◆ How to complete this task
Every line below that has the string "None" needs to be copied.

◆ Data to use
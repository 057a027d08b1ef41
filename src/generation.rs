//! Generation adapters for the core [`Generator`] capability.
//!
//! - **[`OpenAIGenerator`]** calls `POST /v1/chat/completions` with a
//!   system and a user message.
//! - **[`OllamaGenerator`]** calls Ollama's `POST /api/generate` with
//!   `stream: false`.
//! - **[`GeminiGenerator`]** calls Gemini's `models/{model}:generateContent`
//!   with the system prompt as `systemInstruction`.
//! - **[`DisabledGenerator`]** fails permanently; `ragline search` works
//!   without any generation backend.

use std::sync::Arc;

use anyhow::{bail, Result};
use async_trait::async_trait;
use ragline_core::error::{Capability, CapabilityError};
use ragline_core::generation::{GenerationRequest, Generator};

use crate::config::GenerationConfig;
use crate::http;

const OPENAI_CHAT_URL: &str = "https://api.openai.com/v1/chat/completions";
const DEFAULT_OLLAMA_URL: &str = "http://localhost:11434";
const GEMINI_BASE_URL: &str = "https://generativelanguage.googleapis.com/v1beta";
const DEFAULT_GEMINI_MODEL: &str = "gemini-1.0-pro";

type GenerateResult = std::result::Result<String, CapabilityError>;

fn invalid_response(message: impl Into<String>) -> CapabilityError {
    CapabilityError::permanent(Capability::Generation, message)
}

/// Generator that always fails; used when `generation.provider = "disabled"`.
pub struct DisabledGenerator;

#[async_trait]
impl Generator for DisabledGenerator {
    fn model_name(&self) -> &str {
        "disabled"
    }

    async fn generate(&self, _request: &GenerationRequest) -> GenerateResult {
        Err(CapabilityError::permanent(
            Capability::Generation,
            "generation is disabled; set [generation] provider in the config",
        ))
    }
}

/// Chat-completions generator. Requires `OPENAI_API_KEY`.
pub struct OpenAIGenerator {
    client: reqwest::Client,
    url: String,
    api_key: String,
    model: String,
}

impl OpenAIGenerator {
    pub fn new(config: &GenerationConfig) -> Result<Self> {
        let model = config
            .model
            .clone()
            .ok_or_else(|| anyhow::anyhow!("generation.model required for OpenAI provider"))?;
        let api_key = std::env::var("OPENAI_API_KEY")
            .map_err(|_| anyhow::anyhow!("OPENAI_API_KEY environment variable not set"))?;

        Ok(Self {
            client: http::client(config.timeout_secs)?,
            url: config
                .url
                .clone()
                .unwrap_or_else(|| OPENAI_CHAT_URL.to_string()),
            api_key,
            model,
        })
    }

    fn body(&self, request: &GenerationRequest) -> serde_json::Value {
        serde_json::json!({
            "model": self.model,
            "messages": [
                { "role": "system", "content": request.system },
                { "role": "user", "content": request.user },
            ],
            "temperature": request.options.temperature,
            "max_tokens": request.options.max_output_tokens,
        })
    }
}

#[async_trait]
impl Generator for OpenAIGenerator {
    fn model_name(&self) -> &str {
        &self.model
    }

    async fn generate(&self, request: &GenerationRequest) -> GenerateResult {
        let req = self
            .client
            .post(&self.url)
            .header("Authorization", format!("Bearer {}", self.api_key))
            .json(&self.body(request));
        let json = http::send_json(req, Capability::Generation, "OpenAI").await?;
        parse_chat_response(&json)
    }
}

fn parse_chat_response(json: &serde_json::Value) -> GenerateResult {
    json.get("choices")
        .and_then(|c| c.as_array())
        .and_then(|c| c.first())
        .and_then(|c| c.get("message"))
        .and_then(|m| m.get("content"))
        .and_then(|c| c.as_str())
        .map(|s| s.to_string())
        .ok_or_else(|| invalid_response("Invalid OpenAI response: missing choices[0].message.content"))
}

/// Generator backed by a local Ollama instance.
pub struct OllamaGenerator {
    client: reqwest::Client,
    url: String,
    model: String,
}

impl OllamaGenerator {
    pub fn new(config: &GenerationConfig) -> Result<Self> {
        let model = config
            .model
            .clone()
            .ok_or_else(|| anyhow::anyhow!("generation.model required for Ollama provider"))?;
        let base = config.url.as_deref().unwrap_or(DEFAULT_OLLAMA_URL);

        Ok(Self {
            client: http::client(config.timeout_secs)?,
            url: format!("{}/api/generate", base.trim_end_matches('/')),
            model,
        })
    }

    fn body(&self, request: &GenerationRequest) -> serde_json::Value {
        serde_json::json!({
            "model": self.model,
            "system": request.system,
            "prompt": request.user,
            "stream": false,
            "options": {
                "temperature": request.options.temperature,
                "num_predict": request.options.max_output_tokens,
            },
        })
    }
}

#[async_trait]
impl Generator for OllamaGenerator {
    fn model_name(&self) -> &str {
        &self.model
    }

    async fn generate(&self, request: &GenerationRequest) -> GenerateResult {
        let req = self.client.post(&self.url).json(&self.body(request));
        let json = http::send_json(req, Capability::Generation, "Ollama").await?;
        json.get("response")
            .and_then(|r| r.as_str())
            .map(|s| s.to_string())
            .ok_or_else(|| invalid_response("Invalid Ollama response: missing response field"))
    }
}

/// Generator backed by the Gemini API.
///
/// The key is read from `GEMINI_API_KEY`, falling back to `GOOGLE_API_KEY`.
/// `generation.model` defaults to `gemini-1.0-pro`; `generation.url`
/// replaces the API base (`.../v1beta`).
pub struct GeminiGenerator {
    client: reqwest::Client,
    url: String,
    api_key: String,
    model: String,
}

impl GeminiGenerator {
    pub fn new(config: &GenerationConfig) -> Result<Self> {
        let api_key = gemini_api_key(|name| std::env::var(name).ok()).ok_or_else(|| {
            anyhow::anyhow!("GEMINI_API_KEY (or GOOGLE_API_KEY) environment variable not set")
        })?;
        Self::with_key(config, api_key)
    }

    fn with_key(config: &GenerationConfig, api_key: String) -> Result<Self> {
        let model = config
            .model
            .clone()
            .unwrap_or_else(|| DEFAULT_GEMINI_MODEL.to_string());
        let base = config.url.as_deref().unwrap_or(GEMINI_BASE_URL);

        Ok(Self {
            client: http::client(config.timeout_secs)?,
            url: format!("{}/models/{}:generateContent", base.trim_end_matches('/'), model),
            api_key,
            model,
        })
    }

    fn body(&self, request: &GenerationRequest) -> serde_json::Value {
        serde_json::json!({
            "systemInstruction": {
                "parts": [{ "text": request.system }],
            },
            "contents": [{
                "role": "user",
                "parts": [{ "text": request.user }],
            }],
            "generationConfig": {
                "temperature": request.options.temperature,
                "maxOutputTokens": request.options.max_output_tokens,
            },
        })
    }
}

fn gemini_api_key(lookup: impl Fn(&str) -> Option<String>) -> Option<String> {
    ["GEMINI_API_KEY", "GOOGLE_API_KEY"]
        .into_iter()
        .filter_map(|name| lookup(name))
        .find(|key| !key.is_empty())
}

#[async_trait]
impl Generator for GeminiGenerator {
    fn model_name(&self) -> &str {
        &self.model
    }

    async fn generate(&self, request: &GenerationRequest) -> GenerateResult {
        let req = self
            .client
            .post(&self.url)
            .header("x-goog-api-key", &self.api_key)
            .json(&self.body(request));
        let json = http::send_json(req, Capability::Generation, "Gemini").await?;
        parse_gemini_response(&json)
    }
}

/// Concatenate the text parts of the first candidate.
fn parse_gemini_response(json: &serde_json::Value) -> GenerateResult {
    let parts = json
        .get("candidates")
        .and_then(|c| c.as_array())
        .and_then(|c| c.first())
        .and_then(|c| c.get("content"))
        .and_then(|c| c.get("parts"))
        .and_then(|p| p.as_array())
        .ok_or_else(|| {
            invalid_response("Invalid Gemini response: missing candidates[0].content.parts")
        })?;

    let text: String = parts
        .iter()
        .filter_map(|p| p.get("text").and_then(|t| t.as_str()))
        .collect();
    if text.is_empty() {
        return Err(invalid_response("Invalid Gemini response: candidate has no text"));
    }
    Ok(text)
}

/// Create the configured [`Generator`].
pub fn create_generator(config: &GenerationConfig) -> Result<Arc<dyn Generator>> {
    match config.provider.as_str() {
        "disabled" => Ok(Arc::new(DisabledGenerator)),
        "openai" => Ok(Arc::new(OpenAIGenerator::new(config)?)),
        "ollama" => Ok(Arc::new(OllamaGenerator::new(config)?)),
        "gemini" => Ok(Arc::new(GeminiGenerator::new(config)?)),
        other => bail!("Unknown generation provider: {}", other),
    }
}

#[cfg(test)]
mod tests {
    use super::*;
    use ragline_core::generation::GenerationOptions;

    fn request() -> GenerationRequest {
        GenerationRequest::ungrounded("What is Rust?", GenerationOptions::default())
    }

    #[test]
    fn test_parse_chat_response() {
        let json = serde_json::json!({
            "choices": [{ "message": { "role": "assistant", "content": "A language." } }]
        });
        assert_eq!(parse_chat_response(&json).unwrap(), "A language.");
    }

    #[test]
    fn test_parse_chat_response_missing_content_is_permanent() {
        let err = parse_chat_response(&serde_json::json!({ "choices": [] })).unwrap_err();
        assert!(!err.is_transient());
    }

    #[test]
    fn test_ollama_body() {
        let config = GenerationConfig {
            provider: "ollama".to_string(),
            model: Some("llama3".to_string()),
            ..GenerationConfig::default()
        };
        let generator = OllamaGenerator::new(&config).unwrap();
        let body = generator.body(&request());
        assert_eq!(body["stream"], false);
        assert_eq!(body["prompt"], "Question: What is Rust?");
        assert_eq!(body["options"]["num_predict"], 2000);
        assert_eq!(generator.url, "http://localhost:11434/api/generate");
    }

    #[test]
    fn test_gemini_body() {
        let config = GenerationConfig {
            provider: "gemini".to_string(),
            ..GenerationConfig::default()
        };
        let generator = GeminiGenerator::with_key(&config, "k".to_string()).unwrap();
        assert_eq!(generator.model_name(), "gemini-1.0-pro");
        assert_eq!(
            generator.url,
            "https://generativelanguage.googleapis.com/v1beta/models/gemini-1.0-pro:generateContent"
        );

        let req = request();
        let body = generator.body(&req);
        assert_eq!(body["systemInstruction"]["parts"][0]["text"], req.system.as_str());
        assert_eq!(body["contents"][0]["role"], "user");
        assert_eq!(body["contents"][0]["parts"][0]["text"], "Question: What is Rust?");
        assert_eq!(body["generationConfig"]["maxOutputTokens"], 2000);
        let temperature = body["generationConfig"]["temperature"].as_f64().unwrap();
        assert!((temperature - 0.3).abs() < 1e-6);
    }

    #[test]
    fn test_gemini_model_and_url_from_config() {
        let config = GenerationConfig {
            provider: "gemini".to_string(),
            model: Some("gemini-1.5-flash".to_string()),
            url: Some("http://proxy.local/v1/".to_string()),
            ..GenerationConfig::default()
        };
        let generator = GeminiGenerator::with_key(&config, "k".to_string()).unwrap();
        assert_eq!(
            generator.url,
            "http://proxy.local/v1/models/gemini-1.5-flash:generateContent"
        );
    }

    #[test]
    fn test_gemini_key_lookup_order() {
        let both = |name: &str| match name {
            "GEMINI_API_KEY" => Some("gemini".to_string()),
            "GOOGLE_API_KEY" => Some("google".to_string()),
            _ => None,
        };
        assert_eq!(gemini_api_key(both).as_deref(), Some("gemini"));

        let google_only = |name: &str| (name == "GOOGLE_API_KEY").then(|| "google".to_string());
        assert_eq!(gemini_api_key(google_only).as_deref(), Some("google"));

        assert!(gemini_api_key(|_| None).is_none());
    }

    #[test]
    fn test_parse_gemini_response() {
        let json = serde_json::json!({
            "candidates": [{
                "content": { "role": "model", "parts": [{ "text": "Rust is " }, { "text": "fast [1]." }] }
            }]
        });
        assert_eq!(parse_gemini_response(&json).unwrap(), "Rust is fast [1].");
    }

    #[test]
    fn test_parse_gemini_response_without_text_is_permanent() {
        let blocked = serde_json::json!({ "promptFeedback": { "blockReason": "SAFETY" } });
        assert!(!parse_gemini_response(&blocked).unwrap_err().is_transient());

        let empty = serde_json::json!({ "candidates": [{ "content": { "parts": [] } }] });
        assert!(parse_gemini_response(&empty).is_err());
    }

    #[tokio::test]
    async fn test_disabled_generator_fails_permanently() {
        let err = DisabledGenerator.generate(&request()).await.unwrap_err();
        assert!(!err.is_transient());
        assert_eq!(DisabledGenerator.model_name(), "disabled");
    }

    #[test]
    fn test_create_generator_default_is_disabled() {
        let generator = create_generator(&GenerationConfig::default()).unwrap();
        assert_eq!(generator.model_name(), "disabled");
    }
}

◆ Written response
            _ => None,
        assert!(gemini_api_key(|_| None).is_none());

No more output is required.